Nebraska has become the first US state to use the opioid fentanyl to carry out the death penalty.

Convicted criminal Carey Dean Moore, 60, who killed two cab drivers in 1979, was executed in the state's first lethal injection and first execution in 21 years.

Amid two lawsuits from drug companies to stay the execution, Moore had told his lawyers he wanted to be executed.

Fentanyl is a powerful narcotic drug at the heart of the US opioid crisis.

According to the Omaha World-Herald newspaper, the state used an untried drug cocktail of diazepam, fentanyl, cisatracurium and potassium chloride to execute Moore.

Moore was convicted of killing cab drivers Reuel Van Ness and Maynard Helgeland in August 1979. Both men were 47-year-old Korean war veterans.

He was pronounced dead approximately 23 minutes after the drugs were administered, the Washington Post reported.

German pharmaceutical company Fresenius Kabi attempted to halt the execution with a federal lawsuit filed last week.

The suit alleged that Nebraska had not legally obtained the potassium chloride, meant to stop Moore's heart, and the cisatracurium besylate, a muscle paralytic.

State officials denied the allegations.

In a court filing viewed by the Post, the Nebraska Attorney General's office said: "The people of Nebraska have chosen by a wide margin to retain capital punishment for Moore's crimes.

"Their government is prepared to carry out Moore's sentence and possesses the constitutional, lawfully-acquired means of doing so."

A federal judge rejected Fresenius Kabi's request to block the use of its drugs, and a circuit court denied an appeal.

Another pharmaceutical company, Sandoz, requested last week that Nebraska reveal who made the drugs it would use to execute Moore.

But a judge ruled he would not decide on the case until after the execution.

Just three years ago, Nebraska had abolished the death penalty.
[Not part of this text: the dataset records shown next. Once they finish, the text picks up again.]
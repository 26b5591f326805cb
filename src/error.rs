use axum::{
    http::StatusCode,
    response::{IntoResponse, Response},
    Json,
};
use serde::Serialize;
use thiserror::Error;
use tracing::error;

#[derive(Debug, Error)]
pub enum AppError {
    #[error("{0} not found")]
    NotFound(&'static str),

    #[error("Unauthorized: {0}")]
    Unauthorized(&'static str),

    #[error("Invalid credentials")]
    InvalidCredentials,

    #[error("{0}")]
    BadRequest(String),

    #[error("{0}")]
    Conflict(String),

    #[error("internal error")]
    Internal(#[from] anyhow::Error),
}

impl AppError {
    pub fn status_code(&self) -> StatusCode {
        match self {
            AppError::NotFound(_) => StatusCode::NOT_FOUND,
            AppError::Unauthorized(_) | AppError::InvalidCredentials => StatusCode::UNAUTHORIZED,
            AppError::BadRequest(_) => StatusCode::BAD_REQUEST,
            AppError::Conflict(_) => StatusCode::CONFLICT,
            AppError::Internal(_) => StatusCode::INTERNAL_SERVER_ERROR,
        }
    }

    /// Client-facing message. Internal failures collapse to a generic
    /// message so store errors never leak detail to the client.
    pub fn message(&self) -> String {
        match self {
            AppError::Internal(_) => "Internal server error".to_string(),
            other => other.to_string(),
        }
    }
}

#[derive(Serialize)]
struct ErrorBody {
    message: String,
}

impl IntoResponse for AppError {
    fn into_response(self) -> Response {
        if let AppError::Internal(ref e) = self {
            error!(error = %e, "internal error");
        }
        let body = ErrorBody {
            message: self.message(),
        };
        (self.status_code(), Json(body)).into_response()
    }
}

#[cfg(test)]
mod tests {
    use super::*;

    #[test]
    fn status_mapping() {
        assert_eq!(
            AppError::NotFound("Blog").status_code(),
            StatusCode::NOT_FOUND
        );
        assert_eq!(
            AppError::Unauthorized("no token provided").status_code(),
            StatusCode::UNAUTHORIZED
        );
        assert_eq!(
            AppError::InvalidCredentials.status_code(),
            StatusCode::UNAUTHORIZED
        );
        assert_eq!(
            AppError::Conflict("Email already registered".into()).status_code(),
            StatusCode::CONFLICT
        );
        assert_eq!(
            AppError::Internal(anyhow::anyhow!("boom")).status_code(),
            StatusCode::INTERNAL_SERVER_ERROR
        );
    }

    #[test]
    fn internal_message_is_generic() {
        let err = AppError::Internal(anyhow::anyhow!("connection refused to 10.0.0.3"));
        assert_eq!(err.message(), "Internal server error");
    }

    #[test]
    fn unauthorized_message_names_reason() {
        let err = AppError::Unauthorized("invalid token");
        assert_eq!(err.message(), "Unauthorized: invalid token");
    }
}
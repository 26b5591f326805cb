use axum::{
    extract::{Path, State},
    http::StatusCode,
    routing::{delete, get, post, put},
    Json, Router,
};
use tracing::{info, instrument};

use crate::{auth::AuthUser, error::AppError, state::AppState};

use super::{
    dto::{CreateBlogRequest, UpdateBlogRequest},
    repo::Blog,
};

/// Reads are public; create/update/delete sit behind the auth gate.
pub fn read_routes() -> Router<AppState> {
    Router::new()
        .route("/blogs", get(list_blogs))
        .route("/blogs/:id", get(get_blog))
}

pub fn write_routes() -> Router<AppState> {
    Router::new()
        .route("/blogs", post(create_blog))
        .route("/blogs/:id", put(update_blog))
        .route("/blogs/:id", delete(delete_blog))
}

#[instrument(skip(state, claims, payload))]
pub async fn create_blog(
    State(state): State<AppState>,
    AuthUser(claims): AuthUser,
    Json(payload): Json<CreateBlogRequest>,
) -> Result<(StatusCode, Json<Blog>), AppError> {
    let blog = Blog::create(&state.db, claims.sub, payload).await?;
    info!(blog_id = blog.id, author_id = %claims.sub, "blog created");
    Ok((StatusCode::CREATED, Json(blog)))
}

#[instrument(skip(state))]
pub async fn list_blogs(State(state): State<AppState>) -> Result<Json<Vec<Blog>>, AppError> {
    let blogs = Blog::list(&state.db).await?;
    Ok(Json(blogs))
}

#[instrument(skip(state))]
pub async fn get_blog(
    State(state): State<AppState>,
    Path(id): Path<i64>,
) -> Result<Json<Blog>, AppError> {
    let blog = Blog::get_by_id(&state.db, id)
        .await?
        .ok_or(AppError::NotFound("Blog"))?;
    Ok(Json(blog))
}

#[instrument(skip(state, _claims, payload))]
pub async fn update_blog(
    State(state): State<AppState>,
    AuthUser(_claims): AuthUser,
    Path(id): Path<i64>,
    Json(payload): Json<UpdateBlogRequest>,
) -> Result<Json<Blog>, AppError> {
    let blog = Blog::update(&state.db, id, payload)
        .await?
        .ok_or(AppError::NotFound("Blog"))?;
    info!(blog_id = id, "blog updated");
    Ok(Json(blog))
}

#[instrument(skip(state, _claims))]
pub async fn delete_blog(
    State(state): State<AppState>,
    AuthUser(_claims): AuthUser,
    Path(id): Path<i64>,
) -> Result<Json<Blog>, AppError> {
    let blog = Blog::delete(&state.db, id)
        .await?
        .ok_or(AppError::NotFound("Blog"))?;
    info!(blog_id = id, "blog deleted");
    Ok(Json(blog))
}
use serde::{Deserialize, Serialize};
use sqlx::{FromRow, PgPool};
use thiserror::Error;
use time::OffsetDateTime;
use uuid::Uuid;

/// User record in the database.
#[derive(Debug, Clone, Serialize, Deserialize, FromRow)]
pub struct User {
    pub id: Uuid,
    pub name: String,
    pub email: String,
    #[serde(skip_serializing)]
    pub password_hash: String,
    pub created_at: OffsetDateTime,
}

impl User {
    pub async fn find_by_email(db: &PgPool, email: &str) -> anyhow::Result<Option<User>> {
        let user = sqlx::query_as::<_, User>(
            r#"
            SELECT id, name, email, password_hash, created_at
            FROM users
            WHERE email = $1
            "#,
        )
        .bind(email)
        .fetch_optional(db)
        .await?;
        Ok(user)
    }

    /// Insert relying on the `email UNIQUE` constraint as the authority:
    /// concurrent registrations for the same email both reach the insert,
    /// and the loser surfaces as `DuplicateEmail`, not a generic failure.
    pub async fn create(
        db: &PgPool,
        name: &str,
        email: &str,
        password_hash: &str,
    ) -> Result<User, CreateUserError> {
        let user = sqlx::query_as::<_, User>(
            r#"
            INSERT INTO users (name, email, password_hash)
            VALUES ($1, $2, $3)
            RETURNING id, name, email, password_hash, created_at
            "#,
        )
        .bind(name)
        .bind(email)
        .bind(password_hash)
        .fetch_one(db)
        .await
        .map_err(|e| {
            if e.as_database_error()
                .is_some_and(|db_err| db_err.is_unique_violation())
            {
                CreateUserError::DuplicateEmail
            } else {
                CreateUserError::Database(e)
            }
        })?;
        Ok(user)
    }
}

#[derive(Debug, Error)]
pub enum CreateUserError {
    #[error("email already registered")]
    DuplicateEmail,
    #[error(transparent)]
    Database(#[from] sqlx::Error),
}
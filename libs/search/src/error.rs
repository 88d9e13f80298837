//! Error types for sift searches

use thiserror::Error;

pub type Result<T> = std::result::Result<T, Error>;

#[derive(Debug, Error)]
pub enum Error {
    #[error("no query target was provided to build a predicate against")]
    MissingQuery,

    #[error("search request for '{entity}' has no fields to search on")]
    MissingFields { entity: String },

    #[error("no search fields were provided and '{entity}' declares no default search fields")]
    NoSearchFields { entity: String },

    #[error("search configuration error: {0}")]
    Config(#[from] config::ConfigError),

    /// Failure raised by a custom field matcher, surfaced unchanged.
    #[error(transparent)]
    Matcher(#[from] anyhow::Error),
}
A year later, it was restored after 60% of voters supported it.

Nebraska is not the first state to consider using fentanyl in an execution - particularly as drug companies continue to resist their products being used for death sentences.

In July, Nevada was set to use fentanyl in a lethal injection until a lawsuit stalled the execution amid claims that the state illegitimately obtained one of the drugs it planned to use.

Scott Frakes, director of Nebraska's Department of Correctional Services noted in an affidavit that lethal substances "are difficult, if nearly impossible, to obtain" in many death penalty states.

But so far, the legal questions have not involved fentanyl, the opioid at the centre of America's opioid epidemic.

In the US, it is approved as an anaesthetic and for pain relief, but because of its high profit margin for traffickers, it has become a large part of the US opioid crisis.

The Center for Disease Control (CDC) reported that between 2015 and 2016, the rate of drug overdose deaths in the US involving synthetic opioids such as fentanyl had doubled.

"There's no particular reason why one would use fentanyl," said Robert Dunham, executive director of the nonprofit Death Penalty Information Center.

"No one has used it before, and we've had hundreds and hundreds of executions by injection. That suggests that the state is using fentanyl because it can get its hands on it," he told the Washington Post.

According to the Omaha World-Herald, Nebraska has 11 remaining prisoners on death row.

Before Moore, Nebraska's last execution was in 1997, using the electric chair.